The SLNet-T is trained on the ✅ Nvidia RTX 5090 GPU

details of its installation can be found in this link.

SLNet-S/M supports:

  • x86_64 Linux + NVIDIA Desktop GPU
  • ARM64 NVIDIA Jetson Orin (JetPack 6.x)

🔹 Option A — x86_64 Desktop GPU (CUDA 12.x)

1) Clone Repository

git clone https://github.com/m-saeid/SLNet
cd SLNet

2) Create Virtual Environment

python3 -m venv ~/venvs/slnet
source ~/venvs/slnet/bin/activate
pip install --upgrade pip setuptools wheel

3) Install Python Dependencies

pip install -r requirements.txt

4) Install PyTorch (Desktop GPU)

Install the version matching your CUDA version.

Example (CUDA 12.1):

pip install torch torchvision torchaudio \
  --index-url https://download.pytorch.org/whl/cu121

Verify:

python - << 'EOF'
import torch
print("CUDA:", torch.cuda.is_available())
print("Device:", torch.cuda.get_device_name(0))
EOF

5) Compiler setup

sudo apt update
sudo apt install gcc-10 g++-10

export CC=gcc-10
export CXX=g++-10

Optional: Add the export lines to ~/.bashrc for persistence.

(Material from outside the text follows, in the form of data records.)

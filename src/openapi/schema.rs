//! OpenAPI document types for both v2 (Swagger) and v3.
//!
//! Only the parts that shape merge behaviour are modelled: definitions,
//! their structure, and the `x-kubernetes-*` extensions.

use crate::schema::GroupVersionKind;
use serde::{Deserialize, Serialize};
use std::collections::BTreeMap;
use thiserror::Error;

/// OpenAPI v2 (Swagger) document.
#[derive(Debug, Clone, Default, Serialize, Deserialize)]
pub struct OpenAPIv2 {
    #[serde(default)]
    pub swagger: String,

    #[serde(default)]
    pub info: Info,

    #[serde(default)]
    pub definitions: BTreeMap<String, SchemaObject>,
}

/// OpenAPI v3 document.
#[derive(Debug, Clone, Default, Serialize, Deserialize)]
pub struct OpenAPIv3 {
    #[serde(default)]
    pub openapi: String,

    #[serde(default)]
    pub info: Info,

    #[serde(default)]
    pub components: Components,
}

#[derive(Debug, Clone, Default, Serialize, Deserialize)]
pub struct Info {
    #[serde(default)]
    pub title: String,

    #[serde(default)]
    pub version: String,
}

/// OpenAPI v3 components section.
#[derive(Debug, Clone, Default, Serialize, Deserialize)]
pub struct Components {
    #[serde(default)]
    pub schemas: BTreeMap<String, SchemaObject>,
}

/// A schema definition. Swagger 2.0 and OpenAPI 3 agree on every field
/// used here; the composition keywords only appear in v3 documents.
#[derive(Debug, Clone, Default, PartialEq, Serialize, Deserialize)]
#[serde(rename_all = "camelCase")]
pub struct SchemaObject {
    /// string, integer, number, boolean, array or object.
    #[serde(rename = "type", default)]
    pub schema_type: Option<String>,

    #[serde(default)]
    pub format: Option<String>,

    #[serde(rename = "$ref", default)]
    pub ref_path: Option<String>,

    #[serde(default)]
    pub properties: BTreeMap<String, SchemaObject>,

    #[serde(default)]
    pub additional_properties: Option<Box<AdditionalProperties>>,

    #[serde(default)]
    pub items: Option<Box<SchemaObject>>,

    #[serde(default)]
    pub default: Option<serde_json::Value>,

    #[serde(default)]
    pub all_of: Vec<SchemaObject>,

    #[serde(default)]
    pub any_of: Vec<SchemaObject>,

    #[serde(default)]
    pub one_of: Vec<SchemaObject>,

    #[serde(rename = "x-kubernetes-group-version-kind", default)]
    pub x_kubernetes_group_version_kind: Vec<GroupVersionKind>,

    /// atomic, set or map.
    #[serde(rename = "x-kubernetes-list-type", default)]
    pub x_kubernetes_list_type: Option<String>,

    #[serde(rename = "x-kubernetes-list-map-keys", default)]
    pub x_kubernetes_list_map_keys: Option<Vec<String>>,

    /// atomic or granular.
    #[serde(rename = "x-kubernetes-map-type", default)]
    pub x_kubernetes_map_type: Option<String>,

    #[serde(rename = "x-kubernetes-patch-strategy", default)]
    pub x_kubernetes_patch_strategy: Option<String>,

    #[serde(rename = "x-kubernetes-patch-merge-key", default)]
    pub x_kubernetes_patch_merge_key: Option<String>,

    #[serde(rename = "x-kubernetes-preserve-unknown-fields", default)]
    pub x_kubernetes_preserve_unknown_fields: Option<bool>,

    #[serde(rename = "x-kubernetes-embedded-resource", default)]
    pub x_kubernetes_embedded_resource: Option<bool>,

    #[serde(rename = "x-kubernetes-int-or-string", default)]
    pub x_kubernetes_int_or_string: Option<bool>,
}

impl SchemaObject {
    pub fn is_int_or_string(&self) -> bool {
        self.x_kubernetes_int_or_string == Some(true)
            || self.format.as_deref() == Some("int-or-string")
    }

    pub fn preserves_unknown_fields(&self) -> bool {
        self.x_kubernetes_preserve_unknown_fields == Some(true)
            || self.x_kubernetes_embedded_resource == Some(true)
    }

    /// True when nothing but a reference (and annotations) is declared.
    pub fn is_pure_ref(&self) -> bool {
        self.ref_path.is_some()
            && self.schema_type.is_none()
            && self.properties.is_empty()
            && self.items.is_none()
            && self.additional_properties.is_none()
    }
}

/// `additionalProperties` is either a boolean or a schema.
#[derive(Debug, Clone, PartialEq, Serialize, Deserialize)]
#[serde(untagged)]
pub enum AdditionalProperties {
    Bool(bool),
    Schema(SchemaObject),
}

/// A parsed OpenAPI document of either major version.
#[derive(Debug, Clone)]
pub enum OpenAPIDocument {
    V2(OpenAPIv2),
    V3(OpenAPIv3),
}

#[derive(Debug, Error)]
pub enum OpenAPIParseError {
    #[error("invalid JSON: {0}")]
    InvalidJson(#[from] serde_json::Error),

    #[error("invalid YAML: {0}")]
    InvalidYaml(#[from] serde_yaml::Error),

    #[error("invalid OpenAPI document: {0}")]
    InvalidSchema(String),

    #[error("unknown OpenAPI version: expected a swagger 2.x or openapi 3.x document")]
    UnknownVersion,
}

impl OpenAPIDocument {
    pub fn from_json(json: &str) -> Result<Self, OpenAPIParseError> {
        let value: serde_json::Value = serde_json::from_str(json)?;
        Self::from_value(value)
    }

    pub fn from_yaml(yaml: &str) -> Result<Self, OpenAPIParseError> {
        let value: serde_json::Value = serde_yaml::from_str(yaml)?;
        Self::from_value(value)
    }

    /// Detects the version from the `swagger` or `openapi` field.
    pub fn from_value(value: serde_json::Value) -> Result<Self, OpenAPIParseError> {
        let invalid = |e: serde_json::Error| OpenAPIParseError::InvalidSchema(e.to_string());

        if let Some(swagger) = value.get("swagger").and_then(|v| v.as_str()) {
            if swagger.starts_with("2.") {
                let doc: OpenAPIv2 = serde_json::from_value(value).map_err(invalid)?;
                return Ok(OpenAPIDocument::V2(doc));
            }
        }

        if let Some(openapi) = value.get("openapi").and_then(|v| v.as_str()) {
            if openapi.starts_with("3.") {
                let doc: OpenAPIv3 = serde_json::from_value(value).map_err(invalid)?;
                return Ok(OpenAPIDocument::V3(doc));
            }
        }

        Err(OpenAPIParseError::UnknownVersion)
    }

    pub fn is_v2(&self) -> bool {
        matches!(self, OpenAPIDocument::V2(_))
    }

    pub fn is_v3(&self) -> bool {
        matches!(self, OpenAPIDocument::V3(_))
    }

    /// Every named definition, whichever section it lives in.
    pub fn definitions(&self) -> &BTreeMap<String, SchemaObject> {
        match self {
            OpenAPIDocument::V2(v2) => &v2.definitions,
            OpenAPIDocument::V3(v3) => &v3.components.schemas,
        }
    }
}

6) Install pointnet2_ops_lib

cd pointnet2_ops_lib
pip install .
cd ..

7) Install PyTorch3D

pip install pytorch3d

Or build from source:

git clone https://github.com/facebookresearch/pytorch3d
cd pytorch3d
pip install -e .
cd ..

8) Final Verification

python - << 'EOF'
import torch
import pointnet2_ops
import pytorch3d

print("CUDA:", torch.cuda.is_available())
print("Device:", torch.cuda.get_device_name(0))
EOF

🔹 Option B — Jetson Orin Nano / Orin Family (JetPack 6.x, CUDA 12.6)

⚠️ Jetson Orin GPUs are Ampere (sm_87) CUDA ≥ 12.0 removes legacy architectures. Always set TORCH_CUDA_ARCH_LIST=8.7 when compiling CUDA extensions.


1) Enable Maximum Performance Mode (Recommended)

Before building CUDA extensions:

sudo nvpmodel -m 0
sudo jetson_clocks

2) Clone Repository

git clone https://github.com/m-saeid/SLNet
cd SLNet

3) Create Virtual Environment

python3 -m venv ~/venvs/slnet
source ~/venvs/slnet/bin/activate
pip install --upgrade pip setuptools wheel

4) Install Python Dependencies

pip install -r requirements.txt

5) Install PyTorch (Jetson – CUDA 12.6)

For JetPack 6.2 (CUDA 12.6), the following Jetson-optimized index works:

pip install torch==2.8.0 torchvision==0.23.0 torchaudio==2.8.0 \
  --index-url https://pypi.jetson-ai-lab.io/jp6/cu126

Why this is required

Jetson uses:

  • ARM64 (aarch64)
  • CUDA integrated with JetPack
  • Ampere GPU (sm_87)

Standard PyPI wheels do not provide CUDA acceleration on Jetson.


Verify CUDA

python - << 'EOF'
import torch
print("Torch:", torch.__version__)
print("CUDA:", torch.cuda.is_available())
print("Device:", torch.cuda.get_device_name(0))
EOF

Expected output:

CUDA: True
Device: Orin (nvgpu)

6) Compiler Setup (Required for CUDA Extensions)

sudo apt update
sudo apt install gcc-10 g++-10

export CC=gcc-10
export CXX=g++-10

Optional (persistent):

echo 'export CC=gcc-10' >> ~/.bashrc
echo 'export CXX=g++-10' >> ~/.bashrc

7) Install pointnet2_ops_lib (Jetson)

Set CUDA architecture:

export TORCH_CUDA_ARCH_LIST="8.7"
export FORCE_CUDA=1

Build and install:

cd pointnet2_ops_lib
pip install -e . --no-build-isolation
cd ..

If building fails, ensure the following line is present inside:

  • pointnet2_ops_lib/setup.py
  • pointnet2_ops_lib/pointnet2_ops/pointnet2_utils.py
os.environ["TORCH_CUDA_ARCH_LIST"] = "8.7"

Expected result:

Successfully built pointnet2_ops
Successfully installed pointnet2_ops-3.0.0

Verify:

python - << 'EOF'
import pointnet2_ops._ext
print("pointnet2_ops extension loaded successfully")
EOF

8) Install PyTorch3D (Build from Source on Jetson)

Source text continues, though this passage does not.